Reading student essays this semester, I was reminded of something I have always known but too often forget: students are not biographically invisible. They are not simply, only, generically, students.
One of my students, a young man from Puerto Rico, described studying, during his freshman year in high school, with his best friend, the only son of a man everyone knew but no one openly acknowledged as a powerful drug lord. Another young man, born in a metropolitan inner city, was abandoned as a child by his mother and lived in a series of foster homes, most of which devalued what the word “home” connotes. Only an unbanishable drive to learn and a talent for football got him to a desk in my Freshman Composition class.

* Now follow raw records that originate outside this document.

use crate::traits::UnivariateFunction;
use anyhow::{bail, Result};
use log::debug;
use serde::{Deserialize, Serialize};

pub fn central_first_derivative<F>(f: &F, x: f64, h: f64) -> f64
where
    F: UnivariateFunction + ?Sized,
{
    (f.value(x + h) - f.value(x - h)) / (2.0 * h)
}

pub fn central_second_derivative<F>(f: &F, x: f64, h: f64) -> f64
where
    F: UnivariateFunction + ?Sized,
{
    (f.value(x + h) - 2.0 * f.value(x) + f.value(x - h)) / (h * h)
}

/// Five-point stencil for `f''''(x)`.
pub fn central_fourth_derivative<F>(f: &F, x: f64, h: f64) -> f64
where
    F: UnivariateFunction + ?Sized,
{
    (f.value(x - 2.0 * h) - 4.0 * f.value(x - h) + 6.0 * f.value(x) - 4.0 * f.value(x + h)
        + f.value(x + 2.0 * h))
        / h.powi(4)
}

#[derive(Debug, Clone, Copy, PartialEq, Serialize, Deserialize)]
pub struct DerivativeSample {
    pub x: f64,
    pub y: f64,
    pub first: f64,
    pub second: f64,
}

/// Tabulates `f`, `f'` and `f''` from `x_start` in steps of `h`.
///
/// Stops at the first point at or past `x_end`, which defaults to
/// `x_start + 100 h`. A negative `h` walks leftwards.
pub fn differentiate_range<F>(
    f: &F,
    x_start: f64,
    x_end: Option<f64>,
    h: f64,
) -> Result<Vec<DerivativeSample>>
where
    F: UnivariateFunction + ?Sized,
{
    if h == 0.0 || !h.is_finite() {
        bail!("Step size must be non-zero and finite, got {}.", h);
    }
    let x_end = x_end.unwrap_or(x_start + 100.0 * h);
    if (x_end - x_start) * h < 0.0 {
        bail!(
            "Step {} moves away from x_end = {} starting at {}.",
            h,
            x_end,
            x_start
        );
    }

    let steps = ((x_end - x_start) / h).ceil().max(0.0) as usize;
    let mut table = Vec::with_capacity(steps + 1);
    for i in 0..=steps {
        // Index-based abscissae so rounding does not accumulate.
        let x = x_start + i as f64 * h;
        let sample = DerivativeSample {
            x,
            y: f.value(x),
            first: central_first_derivative(f, x, h),
            second: central_second_derivative(f, x, h),
        };
        debug!(
            "x = {}, f = {}, f' = {}, f'' = {}",
            sample.x, sample.y, sample.first, sample.second
        );
        table.push(sample);
    }
    Ok(table)
}

#[cfg(test)]
mod tests {
    use super::*;
    use approx::assert_abs_diff_eq;

    #[test]
    fn stencils_on_polynomials() {
        let f = |x: f64| x.powi(3);
        assert_abs_diff_eq!(central_first_derivative(&f, 2.0, 1e-3), 12.0, epsilon = 1e-5);
        assert_abs_diff_eq!(central_second_derivative(&f, 2.0, 1e-3), 12.0, epsilon = 1e-4);
        let quartic = |x: f64| x.powi(4);
        assert_abs_diff_eq!(central_fourth_derivative(&quartic, 0.7, 1e-2), 24.0, epsilon = 1e-4);
    }

    #[test]
    fn range_defaults_to_hundred_steps() {
        let table = differentiate_range(&|x: f64| x.sin(), 0.0, None, 0.01).unwrap();
        assert_eq!(table.len(), 101);
        assert_abs_diff_eq!(table[100].x, 1.0, epsilon = 1e-12);
        assert_abs_diff_eq!(table[0].first, 1.0, epsilon = 1e-4);
        assert_abs_diff_eq!(table[50].second, -(0.5f64.sin()), epsilon = 1e-4);
    }

    #[test]
    fn range_includes_last_point_reached() {
        let table = differentiate_range(&|x: f64| x * x, 0.0, Some(0.25), 0.1).unwrap();
        let xs: Vec<f64> = table.iter().map(|s| s.x).collect();
        assert_eq!(xs.len(), 4);
        assert_abs_diff_eq!(xs[3], 0.3, epsilon = 1e-12);
    }

    #[test]
    fn range_rejects_bad_steps() {
        let err = differentiate_range(&|x: f64| x, 0.0, None, 0.0).unwrap_err();
        assert!(format!("{err}").contains("Step size must be non-zero"));
        let err = differentiate_range(&|x: f64| x, 0.0, Some(-1.0), 0.1).unwrap_err();
        assert!(format!("{err}").contains("moves away"));
    }
}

A third young man, mugged at gunpoint, still carries the trauma with him, embodied, visceral, inextinguishable, resistant to every therapeutic gesture. His desk is often empty. A female student’s back-home boyfriend was growing increasingly distant; another lost her mother to a brain tumor; still another confessed her addition to Facebook and worried that the medium of the computer screen would displace her desire, or ability, to fully inhabit real-life social relationships; still another, with ADHD, was contemplating discontinuing his medication.
Other students narrate happier stories: loving parents who sacrificed for their well-being; thick networks of caring friends; sports successes and sports failures that catalyzed personal growth; travel to other regions of the country or to other countries, from which they returned chastened by what they had so casually considered themselves entitled to; video game rivalries; books that absorbed them, transported them so completely into a clock-frozen now that they forgot they held the book in their hands; religious belief that guided and inspired, or wavered and was abandoned; sudden moments of transcendence, of insight, of understanding—unmediated moments fully recognized as suffused with meaning.

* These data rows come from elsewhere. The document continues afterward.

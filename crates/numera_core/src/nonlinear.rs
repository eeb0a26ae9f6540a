use crate::{autodiff::Dual, traits::Residual};
use anyhow::{anyhow, bail, Context, Result};
use log::{debug, info};
use nalgebra::{DMatrix, DVector};
use serde::{Deserialize, Serialize};

#[derive(Debug, Clone, Copy, Serialize, Deserialize)]
pub struct NewtonSettings {
    pub max_steps: usize,
    pub damping: f64,
    pub tolerance: f64,
}

impl Default for NewtonSettings {
    fn default() -> Self {
        Self {
            max_steps: 25,
            damping: 1.0,
            tolerance: 1e-9,
        }
    }
}

#[derive(Debug, Clone, Serialize, Deserialize)]
pub struct NewtonResult {
    pub state: Vec<f64>,
    pub residual_norm: f64,
    pub iterations: usize,
    /// Row-major Jacobian at the returned state.
    pub jacobian: Vec<f64>,
}

/// Solves `F(x) = 0` by damped Newton iteration with an AD Jacobian.
pub fn solve_newton<R>(
    system: &R,
    initial_guess: &[f64],
    settings: NewtonSettings,
) -> Result<NewtonResult>
where
    R: Residual<f64> + Residual<Dual> + ?Sized,
{
    let dim = Residual::<f64>::dimension(system);
    if dim == 0 {
        bail!("System has zero dimension.");
    }
    if initial_guess.len() != dim {
        bail!(
            "Initial guess dimension mismatch. Expected {}, got {}.",
            dim,
            initial_guess.len()
        );
    }
    if settings.max_steps == 0 {
        bail!("max_steps must be greater than zero.");
    }
    if settings.damping <= 0.0 {
        bail!("damping must be positive.");
    }
    if settings.tolerance <= 0.0 {
        bail!("tolerance must be positive.");
    }

    let mut state = initial_guess.to_vec();
    let mut residual = vec![0.0; dim];
    Residual::<f64>::residual(system, &state, &mut residual);
    let mut residual_norm = l2_norm(&residual);
    let mut iterations = 0usize;

    loop {
        if !residual_norm.is_finite() {
            bail!("Residual became non-finite after {} Newton steps.", iterations);
        }
        if residual_norm <= settings.tolerance {
            break;
        }

        if iterations >= settings.max_steps {
            bail!(
                "Newton solver failed to converge in {} steps (‖f(x)‖ = {}).",
                settings.max_steps,
                residual_norm
            );
        }

        let jacobian = compute_jacobian(system, &state);
        let delta = solve_linear_system(dim, &jacobian, &residual)
            .context("Failed to solve linear system during Newton iteration.")?;

        for i in 0..dim {
            state[i] -= settings.damping * delta[i];
        }

        iterations += 1;
        Residual::<f64>::residual(system, &state, &mut residual);
        residual_norm = l2_norm(&residual);
        debug!("Newton step {}: ‖f(x)‖ = {}", iterations, residual_norm);
    }

    info!(
        "Newton solver converged in {} steps (‖f(x)‖ = {}).",
        iterations, residual_norm
    );
    let jacobian = compute_jacobian(system, &state);

    Ok(NewtonResult {
        state,
        residual_norm,
        iterations,
        jacobian,
    })
}

/// Row-major Jacobian, one dual sweep per column.
pub fn compute_jacobian<R>(system: &R, state: &[f64]) -> Vec<f64>
where
    R: Residual<Dual> + ?Sized,
{
    let dim = state.len();
    let mut jacobian = vec![0.0; dim * dim];
    let mut dual_state = vec![Dual::new(0.0, 0.0); dim];
    let mut dual_out = vec![Dual::new(0.0, 0.0); dim];

    for j in 0..dim {
        for i in 0..dim {
            dual_state[i] = Dual::new(state[i], if i == j { 1.0 } else { 0.0 });
        }
        system.residual(&dual_state, &mut dual_out);
        for i in 0..dim {
            jacobian[i * dim + j] = dual_out[i].eps;
        }
    }

    jacobian
}

fn solve_linear_system(dim: usize, jacobian: &[f64], residual: &[f64]) -> Result<Vec<f64>> {
    let j_matrix = DMatrix::from_row_slice(dim, dim, jacobian);
    let rhs = DVector::from_column_slice(residual);
    j_matrix
        .lu()
        .solve(&rhs)
        .map(|v| v.iter().cloned().collect())
        .ok_or_else(|| anyhow!("Jacobian is singular."))
}

fn l2_norm(values: &[f64]) -> f64 {
    values.iter().map(|v| v * v).sum::<f64>().sqrt()
}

Students have lives, lives that extend far beyond the classroom we occupy and its cabined agenda of thesis and support, of fluid expression and patterns of organization, of spelling and comma splices, of standard usage and the MLA documentation system. Students have experiences, intense and textured, that echo in the world if I am attentive enough to listen rather than hear. In their writing they struggle to give their lives language, to learn how to make events signify, to make the world intelligible, to enflesh it, give it a pulse, make in breathe in synchronicity with their need to understand it, grasp it, make it reveal itself. “Listen,” I must continually remind myself; “pay attention.” I must remember that I know that they have lives and purposes and intentions with values firmly sutured to them, remember that my classroom world, so engrossing to me, so self-enclosed and self-evidently significant, so islanded in its disciplinary structure, is not their world, nor the much wider world of choice and contingency and contradiction they stand poised to enter.

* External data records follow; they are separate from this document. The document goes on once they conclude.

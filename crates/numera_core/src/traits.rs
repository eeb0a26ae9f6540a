use num_traits::{Float, FromPrimitive};
use std::fmt::Debug;

/// A trait for types that can be used as scalars by the solvers.
/// Must support basic arithmetic, debug printing, and conversion from f64.
pub trait Scalar: Float + FromPrimitive + Debug + 'static {}

impl<T: Float + FromPrimitive + Debug + 'static> Scalar for T {}

/// Converts an `f64` constant into any scalar type.
///
/// Every `Scalar` in this crate (`f64`, `Dual`, `HyperDual`) converts losslessly,
/// so the fallback to NaN is never hit in practice.
pub fn lit<T: Scalar>(value: f64) -> T {
    T::from_f64(value).unwrap_or_else(T::nan)
}

/// A first-order ODE system `dx/dt = f(t, x)`.
pub trait OdeSystem<T: Scalar> {
    /// Returns the dimension of the state space.
    fn dimension(&self) -> usize;

    /// Evaluates the vector field.
    /// t: current value of the control variable
    /// x: current state
    /// out: buffer to write dx/dt
    fn apply(&self, t: T, x: &[T], out: &mut [T]);
}

/// A square nonlinear system `F(x) = 0`.
pub trait Residual<T: Scalar> {
    fn dimension(&self) -> usize;

    fn residual(&self, x: &[T], out: &mut [T]);
}

/// A trait for solvers that can step a system forward.
pub trait Steppable<T: Scalar> {
    /// Performs one step of size dt.
    /// t: current time (updated after step)
    /// state: current state (updated after step)
    /// dt: step size
    fn step(&mut self, system: &impl OdeSystem<T>, t: &mut T, state: &mut [T], dt: T);
}

/// A real function of one real variable.
pub trait UnivariateFunction {
    fn value(&self, x: f64) -> f64;

    /// First derivative. Closures fall back to a central difference.
    fn derivative(&self, x: f64) -> f64 {
        let h = 1e-6 * x.abs().max(1.0);
        (self.value(x + h) - self.value(x - h)) / (2.0 * h)
    }

    fn second_derivative(&self, x: f64) -> f64 {
        let h = 1e-4 * x.abs().max(1.0);
        (self.value(x + h) - 2.0 * self.value(x) + self.value(x - h)) / (h * h)
    }
}

impl<F> UnivariateFunction for F
where
    F: Fn(f64) -> f64,
{
    fn value(&self, x: f64) -> f64 {
        self(x)
    }
}
pub mod autodiff;
pub mod bvp;
pub mod definitions;
pub mod differentiation;
pub mod equation_engine;
pub mod fitting;
pub mod integration;
pub mod ivp;
pub mod linear;
pub mod nonlinear;
pub mod roots;
pub mod solvers;
/// The `numera_core` crate provides classical numerical methods on top of a small
/// compiled expression engine. Everything that evaluates a user function is generic
/// over `Scalar`, so the same expression runs on `f64`, `Dual` and `HyperDual`.
///
/// Key components:
/// - **Traits**: `Scalar`, `OdeSystem` (vector fields), `Residual` (`F(x) = 0`), `Steppable` (fixed-step solvers), `UnivariateFunction`.
/// - **Equation Engine**: Parser and bytecode VM for user-defined expressions and systems.
/// - **Roots / Nonlinear**: Bisection, false position, Newton-Raphson, secant; Newton for systems.
/// - **Linear**: Gauss elimination, LU (Doolittle), Jacobi.
/// - **Differentiation / Integration / Fitting**: Finite differences, Newton-Cotes rules, least squares.
/// - **Solvers / IVP / BVP**: Euler through RK6 and Taylor steppers, the integration driver, shooting and finite differences.
pub mod traits;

Such remembering makes teachers both the students’ ally and the bearers of their discipline’s standards. Teachers do well, in other words, when they both affirm and challenge. The two are really the same gesture. We affirm and challenge when we recall that, etymologically, the word “educate” means to lead forth and bend our effort toward eliciting from students that which it is in them to be, drawing them out into the articulation of what had been inchoate, into the recognition of what had been shadowed and barely glimpsed. We affirm and challenge when we create learning environments where ideas can be inhabited rather than paid a cursory visit, where thoughts await deliberative judgment, where analyzing supplants merely witnessing, where students chronicle rather than observe only. We affirm and challenge when we dare students to know, double dare if necessary, when our expectation and assessment is based what constitutes excellence in a particular endeavor. We affirm and challenge when we recall that the simple words “you can do it” are the empowering grace of intellectual courage and perseverance. We affirm and challenge when we enable them to see that the world is made, not given, and because it is made it can be remade, that its conditions, as John Dewey says, can be adjusted, rather than their having to adjust themselves to fit those conditions.
Students have lives, lives they may wish to forsake completely or embrace fully, lives that are anguished or contented, lives that are stammers of doubt or shouts of confidence. They do not, should not, speak the grammar of our lives. Theirs has its own syntax, and we do well when, and only when, as Walt Whitman says, we “teach straying” from us so they can find the richness of its expression.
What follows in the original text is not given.